Heatmaps of predictor error rates for H3N2 DEE2 dataset. The heatmaps of the sample-specific predictor error rate for classifying states 2,3,4 and 5, defined in Fig. 2, for samples in the H3N2 DEE2 dataset. The figure shows the difference between the error rates of the standard predictor (no reference) and the error rates of the reference-aided predictor (with reference) for H3N2 DEE2. The entries in red have higher error rate using the standard predictor than the reference-aided predictor, and vice versa

The different roles of the biomarkers that were automatically selected by the reference-aided predictor yields insight into these accuracy improvements. For concreteness, we focus on the H3N2 dataset. See Additional file 1 for analysis of the biomarkers selected in the HRV, RSV and H1N1 datasets. The variables that were frequently selected by the reference-aided predictors are shown in Fig. 6 a for H3N2. The genes in this figure were selected with frequency at least 70 %; i.e., they were included in the trained reference-aided classifier in at least 70 % of the training-test partition sets. The genes are ordered according to the cluster order illustrated in panel B. The bars in Fig. 6 a represent the average value of the weight w(r e f) applied to a specific gene in the reference sample (R), denoted as yellow bar, and the weight w(t a r g e t) applied to the same gene in the target sample (T), denoted as a green bar. These selected biomarkers can be grouped into two categories: (1) contrasting genes (R and T weights have opposite sign); and (2) reinforcing genes (R and T weights have the same sign). Contrasting genes are selected by the predictor for their differential expression between R and T, while reinforcing genes do not differentially express but rather serve to normalize the other variables (recall that the gene probes were log transformed in the RMA normalization).

Fig. 6
figure 6

Biomarkers selected by reference-aided predictor. The top figures in (a) show the genes selected by the proposed reference-aided predictor with selection frequency ≥70 % for the 4 different score functions for states 2,3,4,5. The value of the classifier weights for each of the score functions are shown as yellow bars (weights applied to reference sample R) and green bars (weights applied to target sample T). Note that genes having yellow and green bars of opposite sign are contrasting information in R vs T while genes having these bars with the same sign are reinforcing information in R and T. The bottom figures in (b) show the expression of the genes shown in (a) averaged over the uninfected subjects (left) and infected subjects (right). The expression levels are normalized such that the maximum and minimum of each gene achieve 1 and −1 respectively. Let the averaged expression at time t be z(t), the maximum of z(t) be z max , and the minimum be z max . The normalized expression levels are computed as \(\tilde z(t)= 2\times \left [z(t)-0.5\times (z_{\textit {max}}+z_{\textit {min}})\right ]/(z_{\textit {max}}-z_{\textit {min}})\)
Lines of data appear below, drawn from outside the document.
//! API layer - routes, handlers, and middleware

pub mod handlers;
pub mod middleware;
pub mod routes;

use crate::state::AppState;
use axum::{response::IntoResponse, routing::get, Json, Router};
use serde_json::json;

/// Create the main application router
pub fn create_router(state: AppState) -> Router {
    let cors_origins = state.config.server.cors_origins.clone();

    Router::new()
        .route("/health", get(health_check))
        .nest("/api/v1", routes::search::search_routes())
        .with_state(state)
        // Applied in reverse order
        .layer(middleware::cors(&cors_origins))
        .layer(middleware::trace())
}

async fn health_check() -> impl IntoResponse {
    Json(json!({
        "status": "ok",
        "service": "quarry",
        "version": env!("CARGO_PKG_VERSION"),
    }))
}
An example of a contrasting gene is the interferon induced gene IFI27 which differentially expresses between R and T for states 2, 3, 4 and 5. Interestingly, the signs of the R and T weights for IFI27 are reversed in the score function for state 2 (UnInf) as compared to their signs for the score functions of the other three states (pre-acute Inf, acute-Inf, post-acute Inf): a relative decrease in IFI27 from reference to target sample induces a high UnInf score while a relative increase induces a high Inf score. An example of a reinforcing gene is the immunoglobin lambda variable IGLV3-25 that plays the role of reinforcing the UnInf state (positive contribution to state 2 score) to the detriment of the Inf states (negative contributions to state 3, 4, 5 scores). Another example, that reinforces the Inf states instead of the UnInf state, is the NEDD4 binding protein gene N4BP3. Note that some genes, e.g., PEX13 and LOC26010, take on a contrast role for some states while they take on a normalizing role for other states. Many of the genes that were selected by the reference-aided predictor were not selected by other predictors studied in Table 2. (See Sec. 4.1 in Additional file 1). Since the differential predictor can only form contrasts between reference and target gene probes none of the reinforcing genes. Indeed, we did not find the reinforcing genes, e.g., IGVL3-25, NBP3 and MYOM2 were selected by the differential predictor. The lack of reinforcement genes deprives the differential classifier of potential normalizing variables leading to poorer performance.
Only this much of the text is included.